What it offers: The center houses the Elon Volunteers! program, which offers a range of opportunities for students to serve the campus and community, including tutoring Alamance County students, promoting preparedness for natural disasters, organizing service trips during university breaks and hosting blood drives and the Special Olymics. The center also coordinates academic service-learning opportunities for classes and runs Elon’s Campus Kitchen, a program that collects and delivers unused food from community partners and ARAMARK’s Dining to the local Allied Churches homeless shelter.

The results: Elon has achieved national recognition as a leader in service-learning and civic engagement and has been named six times to the President’s Higher Education Community Service Honor Roll.

The team: Behind he center’s initiatives is a small team of dedicated staff members who work tirelessly to ensure every program succeeds. They are:

Mary Morrison, Director

Morrison came to Elon in 2005 from the University of North Carolina at Chapel Hill. She oversees academic service-learning, leadership development and events.

“Working with student leaders is the most rewarding part of my job,” Morrison says. “Developing the next generation of civically-engaged students is one of the most important tasks of higher education.”

In the past two years, Morrison has helped establish the Campus Kitchen, the Downtown/East Burlington BioBus Route, the first Community Emergency Response Team (CERT) in Alamance County and a Best Buddies Program in collaboration with Alamance Community College.

Mary Leigh Frier Denlinger, Associate Director

Denlinger primarily works with Elon Volunteers! programs, which consist of more than 100 student volunteers.

“I have the privilege of working alongside incredible EV! student leaders who are changing the world through service to their community,” Denlinger says. “I can’t think of a better way to spend my days.”

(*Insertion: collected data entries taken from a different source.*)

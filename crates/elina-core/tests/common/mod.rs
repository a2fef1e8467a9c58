#![allow(dead_code)]

use std::{
    collections::VecDeque,
    sync::{Arc, Mutex},
};

use async_trait::async_trait;
use elina_core::{
    models::{LoginResponse, UserProfile},
    transport::{ApiRequest, HttpBackend, RawResponse},
    Console, ConsoleBuilder, ConsoleError,
};
use jiff::civil::{date, Date};
use serde_json::{json, Value};
use tempfile::TempDir;

/// Fixed "today" for every test console.
pub const TODAY: Date = date(2025, 11, 5);

/// Backend that replays queued responses and records every request.
#[derive(Default)]
pub struct ScriptedBackend {
    responses: Mutex<VecDeque<RawResponse>>,
    requests: Mutex<Vec<ApiRequest>>,
}

impl ScriptedBackend {
    pub fn new() -> Arc<Self> {
        Arc::new(Self::default())
    }

    pub fn respond(&self, status: u16, body: Value) {
        self.responses
            .lock()
            .expect("responses lock")
            .push_back(RawResponse::new(status, body.to_string()));
    }

    pub fn ok(&self, body: Value) {
        self.respond(200, body);
    }

    pub fn no_content(&self) {
        self.responses
            .lock()
            .expect("responses lock")
            .push_back(RawResponse::new(204, ""));
    }

    pub fn violation(&self, rule_number: i32, message: &str) {
        self.respond(
            400,
            json!({
                "type": "BUSINESS_RULE_VIOLATION",
                "ruleNumber": rule_number,
                "message": message,
                "hint": "Contact your administrator",
            }),
        );
    }

    pub fn requests(&self) -> Vec<ApiRequest> {
        self.requests.lock().expect("requests lock").clone()
    }

    /// Every request as "METHOD path".
    pub fn calls(&self) -> Vec<String> {
        self.requests().iter().map(ToString::to_string).collect()
    }

    pub fn remaining(&self) -> usize {
        self.responses.lock().expect("responses lock").len()
    }
}

#[async_trait]
impl HttpBackend for ScriptedBackend {
    async fn send(&self, request: &ApiRequest) -> elina_core::Result<RawResponse> {
        self.requests
            .lock()
            .expect("requests lock")
            .push(request.clone());
        self.responses
            .lock()
            .expect("responses lock")
            .pop_front()
            .ok_or_else(|| ConsoleError::Network {
                message: format!("no scripted response for {request}"),
                source: None,
            })
    }
}

pub fn login_response(permissions: &[&str]) -> LoginResponse {
    LoginResponse {
        token: "access-1".to_string(),
        refresh_token: "refresh-1".to_string(),
        user_profile: Some(UserProfile {
            id: 7,
            email: "site@acme.test".to_string(),
            full_name: Some("Site Engineer".to_string()),
            permissions: permissions.iter().map(ToString::to_string).collect(),
            ..UserProfile::default()
        }),
        tenant_info: None,
    }
}

/// Console over `backend` with a logged-in session holding `permissions`.
pub async fn create_test_console(
    backend: Arc<ScriptedBackend>,
    permissions: &[&str],
) -> (TempDir, Console) {
    let temp_dir = TempDir::new().expect("Failed to create temp dir");
    let console = ConsoleBuilder::new()
        .with_session_path(Some(temp_dir.path().join("session.db")))
        .with_backend(backend)
        .with_today(TODAY)
        .build()
        .await
        .expect("Failed to create console");
    console
        .session_store()
        .save_login(&login_response(permissions))
        .await
        .expect("Failed to store session");
    (temp_dir, console)
}

pub fn row(date: &str, planned: i64, actual: i64) -> Value {
    json!({
        "updateDate": date,
        "planQty": planned,
        "actualQty": actual,
        "isLocked": false,
        "canEdit": true,
    })
}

Denlinger, who came to Elon after working for Gonzaga University’s Center for Community Action & Service Learning for three years, also coordinates awareness programs, the Service Learning Community, SafeRides, America Reads and the Federal Work Study program.

Tammy Cobb, Assistant Director for Community Partnerships

Cobb is an Elon alumna and lifelong resident of Burlington. After graduating with a degree in human services, Cobb worked for the Alamance County government, including nine years as the director of Alamance Friends of Youth, a volunteer organization reaching at-risk youth.

In the Kernodle Center, Cobb oversees Leaders in Collaborative Service (LINCS), a program that places Elon students with eight community agencies in order to manage student volunteers and partnerships between community nonprofits at Elon

Evan Small, Special Programs Coordinator

Small oversees the EV! Public Relations Team, the EV! Outreach Team and Pre-Serve, the Kernodle Center’s summer experience for first year students. Small graduated from Elon with history and music degrees and is currently pursuing a master’s degree in education. Prior to working at Elon, Small taught experiential and environmental education at several boarding schools in and around Asheville, N.C., and loves watching students connect what they learn to what they experience in the world around them.

“The best part of my day is watching the passion our student leaders have as they find ways to better serve their communities and their world,” Small says.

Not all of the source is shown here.